Since 1990, apart from a brief interlude when John Swinney had a go, only two people have held the leadership banner aloft – Alex Salmond and Nicola Sturgeon. Salmond departed after the failure to win the 2014 referendum; Sturgeon never even got that far. Putting that into context, that’s as many leaders as the Tories have had since July last year.

But ultimately, despite the considerable force of those individuals, they have failed. Scotland is still part of the UK. Support for separation has grown but is firmly stuck in the mid-50s at best and mid-40s at worst. As she herself acknowledged, the message may be better delivered by someone about whom the electorate doesn’t already have a fixed view.

The First Minister leaves with the highest approval rating of any UK leader and eight election wins including two emphatic victories in Scottish elections. The nearest opposition challenger is miles away – both in support and in personal rating – but there is a lingering suspicion that Sturgeon’s approval ratings were on a downward trajectory and taking with it support for separation.

By acting now, the First Minister and her party will hope to re-invigorate the cause as we enter the run up to the next UK General Election.

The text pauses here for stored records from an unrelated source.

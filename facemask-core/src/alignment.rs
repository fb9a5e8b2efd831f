//! Overlay transform computation.
//!
//! Turns a face box plus its landmark pair into the rotation, size, and
//! placement origin used by the compositor.

use crate::detection::Detection;
use crate::locate::Point;

/// The transform consumed exactly once by the compositor for one face.
#[derive(Debug, Clone, Copy, PartialEq)]
pub struct AlignmentTransform {
    /// Normalized lean value fed to the rotation step. 0.0 means no
    /// rotation; the unit is not plain degrees (see `AlignmentCalculator`).
    pub angle: f64,
    /// Target overlay width in pixels (fractional; truncated on resample).
    pub width: f64,
    /// Target overlay height in pixels.
    pub height: f64,
    /// Horizontal placement of the overlay's top-left corner on the canvas.
    pub origin_x: i32,
    /// Vertical placement of the overlay's top-left corner on the canvas.
    pub origin_y: i32,
}

impl AlignmentTransform {
    /// A transform too small to draw anything.
    pub fn is_degenerate(&self) -> bool {
        self.width < 1.0 || self.height < 1.0
    }
}

/// Factor shrinking the overlay below the full face-box footprint so it
/// matches typical mask coverage.
const COVERAGE_SHRINK: f64 = 0.75;

/// Computes overlay transforms, one face at a time.
///
/// The calculator is stateful: `img_scale` persists across faces and is only
/// refreshed when the mask does not fit inside the current face box. A face
/// whose box already contains the mask reuses the previous value (0.0 if no
/// earlier face set one), collapsing the overlay to zero size. The carryover
/// is intentional; see DESIGN.md before "fixing" it.
#[derive(Debug, Default)]
pub struct AlignmentCalculator {
    img_scale: f64,
}

impl AlignmentCalculator {
    pub fn new() -> Self {
        Self::default()
    }

    /// The scale factor carried over from the last computed transform.
    pub fn current_scale(&self) -> f64 {
        self.img_scale
    }

    /// Compute the overlay transform for one face.
    ///
    /// `p1` and `p2` are the unmirrored/mirrored landmark points; `mask_w`
    /// and `mask_h` are the mask asset's natural dimensions. Never fails:
    /// degenerate inputs yield a (possibly degenerate) transform.
    pub fn transform(
        &mut self,
        face: &Detection,
        p1: Point,
        p2: Point,
        mask_w: u32,
        mask_h: u32,
    ) -> AlignmentTransform {
        // Lean between the two landmark points, mapped into the normalized
        // unit the rotation step expects. The exact expression is load-bearing
        // for visual parity and must not be rearranged.
        let angle = 1.0
            - (f64::from(p2.col - p1.col).atan2(f64::from(p2.row - p1.row)) * 180.0
                / std::f64::consts::PI
                / 90.0);

        let dx = mask_w as i32;
        let dy = mask_h as i32;
        if face.scale < dx || face.scale < dy {
            self.img_scale = f64::from(face.scale) / f64::from(dx.max(dy));
        }

        let width = f64::from(dx) * self.img_scale * COVERAGE_SHRINK;
        let height = f64::from(dy) * self.img_scale * COVERAGE_SHRINK;

        let origin_x = face.col - (width / 2.0) as i32;
        let origin_y = p1.row + (p1.row - p2.row) / 2 - (height / 2.0) as i32;

        AlignmentTransform {
            angle,
            width,
            height,
            origin_x,
            origin_y,
        }
    }
}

Nicola Sturgeon was a woman of firsts

It’s worth taking a moment to consider her legacy. Sturgeon the second First Minister from the SNP but the first female leader of the Scottish Government. Female leaders in the UK remain rare; female leaders from a working class background even rarer. Many of her senior ministers and advisers are female and the make-up of the SNP benches in Holyrood shows that she has blazed a path for others to follow.

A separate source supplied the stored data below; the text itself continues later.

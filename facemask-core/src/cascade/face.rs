//! Binary face classifier cascade.
//!
//! The model is an ensemble of fixed-depth decision trees over pixel
//! intensity comparisons. Each tree contributes a vote; a running total that
//! drops below the tree's threshold rejects the window early. Offsets inside
//! a window are stored as signed bytes and scaled by the window size in
//! 8-bit fixed point.

use std::{fs, path::Path};

use anyhow::{Context, Result};
use log::debug;

use super::ByteReader;
use crate::detection::{Detection, ScanParams};
use crate::grayscale::GrayBuffer;
use crate::locate::FaceDetector;

/// Face classifier unpacked from the compact binary cascade format.
#[derive(Debug, Clone)]
pub struct FaceFinder {
    tree_depth: u32,
    tree_num: u32,
    /// Per tree: 4 padding bytes, then 4 offset bytes per internal node.
    tree_codes: Vec<i8>,
    /// Per tree: one prediction per leaf.
    tree_preds: Vec<f32>,
    /// Per tree: early-reject threshold.
    thresholds: Vec<f32>,
}

impl FaceFinder {
    /// Read and unpack a cascade file.
    pub fn from_file<P: AsRef<Path>>(path: P) -> Result<Self> {
        let path = path.as_ref();
        let data = fs::read(path)
            .with_context(|| format!("failed to read face cascade {}", path.display()))?;
        Self::unpack(&data)
            .with_context(|| format!("failed to unpack face cascade {}", path.display()))
    }

    /// Unpack a cascade blob.
    ///
    /// Layout: 8 reserved bytes, tree depth (i32), tree count (i32), then per
    /// tree the node codes, leaf predictions, and the stage threshold.
    pub fn unpack(data: &[u8]) -> Result<Self> {
        let mut reader = ByteReader::new(data);
        reader.skip(8)?;

        let tree_depth = reader.read_i32()?;
        let tree_num = reader.read_i32()?;
        anyhow::ensure!(
            (1..=16).contains(&tree_depth),
            "invalid tree depth {tree_depth}"
        );
        anyhow::ensure!(tree_num > 0, "cascade has no trees");

        let leaves = 1usize << tree_depth;
        let mut tree_codes = Vec::with_capacity(tree_num as usize * 4 * leaves);
        let mut tree_preds = Vec::with_capacity(tree_num as usize * leaves);
        let mut thresholds = Vec::with_capacity(tree_num as usize);

        for _ in 0..tree_num {
            // Node 0 is unused; padding keeps the 4 * idx addressing direct.
            tree_codes.extend_from_slice(&[0, 0, 0, 0]);
            tree_codes.extend(reader.read_i8_slice(4 * (leaves - 1))?);
            tree_preds.extend(reader.read_f32_slice(leaves)?);
            thresholds.push(reader.read_f32()?);
        }

        debug!(
            "face cascade: {} trees of depth {}, {} trailing bytes",
            tree_num,
            tree_depth,
            reader.remaining()
        );

        Ok(Self {
            tree_depth: tree_depth as u32,
            tree_num: tree_num as u32,
            tree_codes,
            tree_preds,
            thresholds,
        })
    }

    /// Classify an upright square window centered at (row, col).
    ///
    /// Returns the accumulated confidence when the window passes every
    /// stage, and a negative value otherwise.
    pub fn classify_region(&self, row: i32, col: i32, scale: i32, image: &GrayBuffer) -> f32 {
        // 8-bit fixed point: offsets are signed bytes covering +-scale/2.
        let r = row * 256;
        let c = col * 256;

        let leaves = 1usize << self.tree_depth;
        let mut out = 0.0f32;
        let mut root = 0usize;

        for t in 0..self.tree_num as usize {
            let mut idx = 1usize;
            for _ in 0..self.tree_depth {
                let base = root + 4 * idx;
                let r1 = (r + i32::from(self.tree_codes[base]) * scale) >> 8;
                let c1 = (c + i32::from(self.tree_codes[base + 1]) * scale) >> 8;
                let r2 = (r + i32::from(self.tree_codes[base + 2]) * scale) >> 8;
                let c2 = (c + i32::from(self.tree_codes[base + 3]) * scale) >> 8;
                let bintest = image.at(r1, c1) <= image.at(r2, c2);
                idx = 2 * idx + usize::from(bintest);
            }
            out += self.tree_preds[leaves * t + idx - leaves];

            if out <= self.thresholds[t] {
                return -1.0;
            }
            root += 4 * leaves;
        }
        out - self.thresholds[self.tree_num as usize - 1]
    }

    /// Classify a window whose sampling grid is pre-rotated by `angle`
    /// (0.0 .. 1.0 mapping to 0 .. 2*pi).
    pub fn classify_rotated_region(
        &self,
        row: i32,
        col: i32,
        scale: i32,
        angle: f64,
        image: &GrayBuffer,
    ) -> f32 {
        let theta = angle * 2.0 * std::f64::consts::PI;
        // 16-bit fixed point keeps the rotation integral and deterministic.
        let qsin = (65536.0 * theta.sin()) as i64;
        let qcos = (65536.0 * theta.cos()) as i64;

        let r = i64::from(row) * 65536;
        let c = i64::from(col) * 65536;
        let s = i64::from(scale);

        let leaves = 1usize << self.tree_depth;
        let mut out = 0.0f32;
        let mut root = 0usize;

        for t in 0..self.tree_num as usize {
            let mut idx = 1usize;
            for _ in 0..self.tree_depth {
                let base = root + 4 * idx;
                let dr1 = i64::from(self.tree_codes[base]) * s;
                let dc1 = i64::from(self.tree_codes[base + 1]) * s;
                let dr2 = i64::from(self.tree_codes[base + 2]) * s;
                let dc2 = i64::from(self.tree_codes[base + 3]) * s;

                // Offsets carry an extra 8-bit scale factor, hence the
                // pre-shift before dropping back to pixel units.
                let r1 = ((r + ((qcos * dr1 - qsin * dc1) >> 8)) >> 16) as i32;
                let c1 = ((c + ((qsin * dr1 + qcos * dc1) >> 8)) >> 16) as i32;
                let r2 = ((r + ((qcos * dr2 - qsin * dc2) >> 8)) >> 16) as i32;
                let c2 = ((c + ((qsin * dr2 + qcos * dc2) >> 8)) >> 16) as i32;

                let bintest = image.at(r1, c1) <= image.at(r2, c2);
                idx = 2 * idx + usize::from(bintest);
            }
            out += self.tree_preds[leaves * t + idx - leaves];

            if out <= self.thresholds[t] {
                return -1.0;
            }
            root += 4 * leaves;
        }
        out - self.thresholds[self.tree_num as usize - 1]
    }
}

impl FaceDetector for FaceFinder {
    /// Sweep the buffer with a window growing from `min_size` to `max_size`.
    fn detect(&self, image: &GrayBuffer, params: &ScanParams) -> Vec<Detection> {
        let mut detections = Vec::new();
        let max_size = params.max_size.min(image.rows.min(image.cols) as u32);

        let mut scale = params.min_size as f64;
        while scale <= f64::from(max_size) {
            let step = (params.shift_factor * scale).max(1.0) as i32;
            let size = scale as i32;
            let offset = size / 2 + 1;

            let mut row = offset;
            while row <= image.rows as i32 - offset {
                let mut col = offset;
                while col <= image.cols as i32 - offset {
                    let score = if params.angle > 0.0 {
                        self.classify_rotated_region(row, col, size, params.angle, image)
                    } else {
                        self.classify_region(row, col, size, image)
                    };
                    if score > 0.0 {
                        detections.push(Detection {
                            row,
                            col,
                            scale: size,
                            score,
                        });
                    }
                    col += step;
                }
                row += step;
            }
            scale *= params.scale_factor;
        }
        detections
    }
}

Her record on policy though is mixed at best and the Scottish economy remains behind the rest of the UK.

Holyrood is limited in what it can do on many issues and she has focused on supporting vulnerable parts of society. In areas such as economic development, there is little to boast about and the ongoing fiasco around the delay to ferries being built on the Clyde will linger long in the memory.

Her commitment to delivering a green economy has led to challenges in heartland SNP areas such as the North-East where some argue for a better transition from fossil fuels.

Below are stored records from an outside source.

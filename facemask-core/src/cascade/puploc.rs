//! Pupil localization cascade.
//!
//! A staged regression ensemble: each stage's trees vote on a (row, col)
//! correction, the window shrinks by the stored multiplier, and the next
//! stage refines from there. A single run is sensitive to the starting
//! window, so the locator runs a batch of perturbed starts and takes the
//! per-axis median ("perturbation voting"). Voting is seeded from the
//! search window, keeping repeated runs bit-identical.

use std::{fs, path::Path};

use anyhow::{Context, Result};
use log::debug;
use rand::{Rng, SeedableRng, rngs::StdRng};

use super::ByteReader;
use crate::grayscale::GrayBuffer;
use crate::locate::{Point, PupilLocator, SearchWindow};

/// Relative spread of the perturbed starting positions.
const POSITION_JITTER: f32 = 0.15;
/// Smallest and largest starting-scale multipliers.
const SCALE_JITTER_MIN: f32 = 0.925;
const SCALE_JITTER_SPAN: f32 = 0.15;

/// Pupil regressor unpacked from the binary cascade format.
#[derive(Debug, Clone)]
pub struct PupilFinder {
    stages: u32,
    scale_multiplier: f32,
    trees_per_stage: u32,
    tree_depth: u32,
    /// Per stage, per tree: 4 offset bytes per internal node.
    codes: Vec<i8>,
    /// Per stage, per tree: (row, col) correction per leaf.
    preds: Vec<f32>,
}

impl PupilFinder {
    /// Read and unpack a cascade file.
    pub fn from_file<P: AsRef<Path>>(path: P) -> Result<Self> {
        let path = path.as_ref();
        let data = fs::read(path)
            .with_context(|| format!("failed to read pupil cascade {}", path.display()))?;
        Self::unpack(&data)
            .with_context(|| format!("failed to unpack pupil cascade {}", path.display()))
    }

    /// Unpack a cascade blob.
    ///
    /// Layout: stage count (i32), scale multiplier (f32), trees per stage
    /// (i32), tree depth (i32), then per stage and tree the node codes and
    /// the two-channel leaf predictions.
    pub fn unpack(data: &[u8]) -> Result<Self> {
        let mut reader = ByteReader::new(data);

        let stages = reader.read_i32()?;
        let scale_multiplier = reader.read_f32()?;
        let trees_per_stage = reader.read_i32()?;
        let tree_depth = reader.read_i32()?;

        anyhow::ensure!(stages > 0, "cascade has no stages");
        anyhow::ensure!(trees_per_stage > 0, "cascade has no trees");
        anyhow::ensure!(
            (1..=16).contains(&tree_depth),
            "invalid tree depth {tree_depth}"
        );
        anyhow::ensure!(
            scale_multiplier.is_finite() && scale_multiplier > 0.0,
            "invalid scale multiplier {scale_multiplier}"
        );

        let leaves = 1usize << tree_depth;
        let blocks = stages as usize * trees_per_stage as usize;
        let mut codes = Vec::with_capacity(blocks * 4 * (leaves - 1));
        let mut preds = Vec::with_capacity(blocks * 2 * leaves);

        for _ in 0..blocks {
            codes.extend(reader.read_i8_slice(4 * (leaves - 1))?);
            preds.extend(reader.read_f32_slice(2 * leaves)?);
        }

        debug!(
            "pupil cascade: {} stages x {} trees, depth {}, shrink {:.3}",
            stages, trees_per_stage, tree_depth, scale_multiplier
        );

        Ok(Self {
            stages: stages as u32,
            scale_multiplier,
            trees_per_stage: trees_per_stage as u32,
            tree_depth: tree_depth as u32,
            codes,
            preds,
        })
    }

    /// One regression run from a single starting window.
    ///
    /// `mirrored` flips the horizontal offsets of every comparison so the
    /// same model localizes the horizontally mirrored variant of its point.
    pub(crate) fn refine(
        &self,
        mut row: f32,
        mut col: f32,
        mut scale: f32,
        image: &GrayBuffer,
        mirrored: bool,
    ) -> (f32, f32, f32) {
        let leaves = 1usize << self.tree_depth;
        let code_stride = 4 * (leaves - 1);
        let pred_stride = 2 * leaves;
        let col_sign = if mirrored { -1.0f32 } else { 1.0f32 };

        for stage in 0..self.stages as usize {
            let mut dr = 0.0f32;
            let mut dc = 0.0f32;

            for tree in 0..self.trees_per_stage as usize {
                let block = stage * self.trees_per_stage as usize + tree;
                let codes = &self.codes[block * code_stride..(block + 1) * code_stride];

                let mut idx = 1usize;
                for _ in 0..self.tree_depth {
                    let base = 4 * (idx - 1);
                    let r1 = row + f32::from(codes[base]) * scale / 256.0;
                    let c1 = col + col_sign * f32::from(codes[base + 1]) * scale / 256.0;
                    let r2 = row + f32::from(codes[base + 2]) * scale / 256.0;
                    let c2 = col + col_sign * f32::from(codes[base + 3]) * scale / 256.0;

                    let bintest =
                        image.at(r1 as i32, c1 as i32) <= image.at(r2 as i32, c2 as i32);
                    idx = 2 * idx + usize::from(bintest);
                }

                let leaf = idx - leaves;
                dr += self.preds[block * pred_stride + 2 * leaf];
                dc += col_sign * self.preds[block * pred_stride + 2 * leaf + 1];
            }

            row += dr * scale;
            col += dc * scale;
            scale *= self.scale_multiplier;
        }
        (row, col, scale)
    }

    /// Perturbation voting around a search window.
    pub(crate) fn vote(
        &self,
        image: &GrayBuffer,
        window: SearchWindow,
        mirrored: bool,
    ) -> Point {
        if window.perturbs == 0 || window.scale <= 0.0 {
            return Point::not_found();
        }

        let mut rng = StdRng::seed_from_u64(window_seed(&window));
        let n = window.perturbs as usize;
        let mut rows = Vec::with_capacity(n);
        let mut cols = Vec::with_capacity(n);
        let mut scales = Vec::with_capacity(n);

        for _ in 0..n {
            let scale = window.scale * (SCALE_JITTER_MIN + SCALE_JITTER_SPAN * rng.gen::<f32>());
            let row = window.row as f32 + window.scale * POSITION_JITTER * (rng.gen::<f32>() - 0.5);
            let col = window.col as f32 + window.scale * POSITION_JITTER * (rng.gen::<f32>() - 0.5);

            let (r, c, s) = self.refine(row, col, scale, image, mirrored);
            rows.push(r);
            cols.push(c);
            scales.push(s);
        }

        let row = median(&mut rows);
        let col = median(&mut cols);
        let scale = median(&mut scales);

        if !row.is_finite()
            || !col.is_finite()
            || row < 0.0
            || col < 0.0
            || row >= image.rows as f32
            || col >= image.cols as f32
        {
            return Point::not_found();
        }

        Point {
            row: row as i32,
            col: col as i32,
            scale,
        }
    }
}

impl PupilLocator for PupilFinder {
    fn locate(&self, image: &GrayBuffer, window: SearchWindow) -> Point {
        self.vote(image, window, false)
    }
}

/// Deterministic seed derived from the window geometry, so identical runs
/// vote over identical perturbations.
fn window_seed(window: &SearchWindow) -> u64 {
    let mut seed = 0x5DEECE66Du64;
    for part in [
        window.row as u32 as u64,
        window.col as u32 as u64,
        u64::from(window.scale.to_bits()),
        u64::from(window.perturbs),
    ] {
        seed = seed.wrapping_mul(0x100000001B3).wrapping_add(part);
    }
    seed
}

fn median(values: &mut [f32]) -> f32 {
    values.sort_by(|a, b| a.partial_cmp(b).unwrap_or(std::cmp::Ordering::Equal));
    values[values.len() / 2]
}

#[cfg(test)]
mod tests {
    use super::*;

    /// One stage, one depth-1 tree with zero offsets and a fixed correction.
    fn tiny_cascade(dr: f32, dc: f32, shrink: f32) -> Vec<u8> {
        let mut data = Vec::new();
        data.extend_from_slice(&1i32.to_le_bytes()); // stages
        data.extend_from_slice(&shrink.to_le_bytes());
        data.extend_from_slice(&1i32.to_le_bytes()); // trees per stage
        data.extend_from_slice(&1i32.to_le_bytes()); // depth
        data.extend_from_slice(&[0u8, 0, 0, 0]); // root codes
        // Leaf 0 predictions.
        data.extend_from_slice(&0.0f32.to_le_bytes());
        data.extend_from_slice(&0.0f32.to_le_bytes());
        // Leaf 1 predictions (taken: self-comparison bintest is true).
        data.extend_from_slice(&dr.to_le_bytes());
        data.extend_from_slice(&dc.to_le_bytes());
        data
    }

    fn flat_image() -> GrayBuffer {
        GrayBuffer::new(vec![100; 200 * 200], 200, 200).unwrap()
    }

    fn window(row: i32, col: i32, scale: f32) -> SearchWindow {
        SearchWindow {
            row,
            col,
            scale,
            perturbs: 63,
        }
    }

    #[test]
    fn unpack_round_trips_header_fields() {
        let finder = PupilFinder::unpack(&tiny_cascade(0.1, -0.2, 0.8)).expect("unpack");
        assert_eq!(finder.stages, 1);
        assert_eq!(finder.trees_per_stage, 1);
        assert_eq!(finder.tree_depth, 1);
        assert!((finder.scale_multiplier - 0.8).abs() < f32::EPSILON);
        assert_eq!(finder.codes.len(), 4);
        assert_eq!(finder.preds.len(), 4);
    }

    #[test]
    fn unpack_rejects_truncated_data() {
        let data = tiny_cascade(0.1, -0.2, 0.8);
        assert!(PupilFinder::unpack(&data[..data.len() - 3]).is_err());
        assert!(PupilFinder::unpack(&data[..6]).is_err());
    }

    #[test]
    fn refine_applies_scaled_corrections() {
        let finder = PupilFinder::unpack(&tiny_cascade(0.25, -0.5, 0.5)).expect("unpack");
        let (r, c, s) = finder.refine(100.0, 100.0, 40.0, &flat_image(), false);
        assert!((r - 110.0).abs() < 1e-4); // 100 + 0.25 * 40
        assert!((c - 80.0).abs() < 1e-4); // 100 - 0.5 * 40
        assert!((s - 20.0).abs() < 1e-4);
    }

    #[test]
    fn mirrored_refinement_negates_the_column_correction() {
        let finder = PupilFinder::unpack(&tiny_cascade(0.25, -0.5, 0.5)).expect("unpack");
        let (_, c, _) = finder.refine(100.0, 100.0, 40.0, &flat_image(), true);
        assert!((c - 120.0).abs() < 1e-4); // 100 + 0.5 * 40
    }

    #[test]
    fn voting_is_deterministic_per_window() {
        let finder = PupilFinder::unpack(&tiny_cascade(0.1, 0.1, 0.9)).expect("unpack");
        let image = flat_image();
        let a = finder.vote(&image, window(100, 100, 30.0), false);
        let b = finder.vote(&image, window(100, 100, 30.0), false);
        assert_eq!(a, b);

        // A different window perturbs differently.
        let c = finder.vote(&image, window(101, 100, 30.0), false);
        assert_ne!(a, c);
    }

    #[test]
    fn out_of_image_result_degenerates_to_not_found() {
        // A huge correction pushes the point far outside the buffer.
        let finder = PupilFinder::unpack(&tiny_cascade(50.0, 50.0, 1.0)).expect("unpack");
        let point = finder.vote(&flat_image(), window(100, 100, 30.0), false);
        assert_eq!(point, Point::not_found());
    }

    #[test]
    fn empty_window_is_not_found() {
        let finder = PupilFinder::unpack(&tiny_cascade(0.1, 0.1, 0.9)).expect("unpack");
        let degenerate = SearchWindow {
            row: 10,
            col: 10,
            scale: 0.0,
            perturbs: 63,
        };
        assert_eq!(finder.vote(&flat_image(), degenerate, false), Point::not_found());
    }
}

An alliance with the Scottish Greens has delivered two ministerial posts and a heavy influence on policy that has also led to mixed results. Will the alliance survive her successor’s election?

Sturgeon has also been the architect of the SNP’s current plan to get a new Indy Ref vote, leading to splits within the party and no doubt has played a part in ousting her supporter Ian Blackford from his role as Westminster leader.

Blackford’s replacement Stephen Flynn is less of an acolyte and may now be buoyed by her departure.

Is this really the end of an era?

A new leader will have a new mandate but how different will that be?

It could be very different.

Sturgeon’s was pretty similar to Salmond’s which means things haven’t changed that much since he first became leader in 1990 – which is the year that Kate Forbes, the most likely successor to Sturgeon, was born.

And finally is this really the end of an era? As Sturgeon steps down consider when Salmond did the same in 2000 and John Swinney took over. Swinney’s time wasn’t great for the SNP and in 2004, despite saying he wouldn’t, Salmond came back as leader with Sturgeon as deputy. In 2007 he won power at Holyrood for the first time.

The next General Election is at least 18 months away. If the new leader fails to deliver, could the party faithful persuade a rejuvenated Sturgeon to take the reins once more and motivated by her failure to achieve her main goal, might she come back for another try?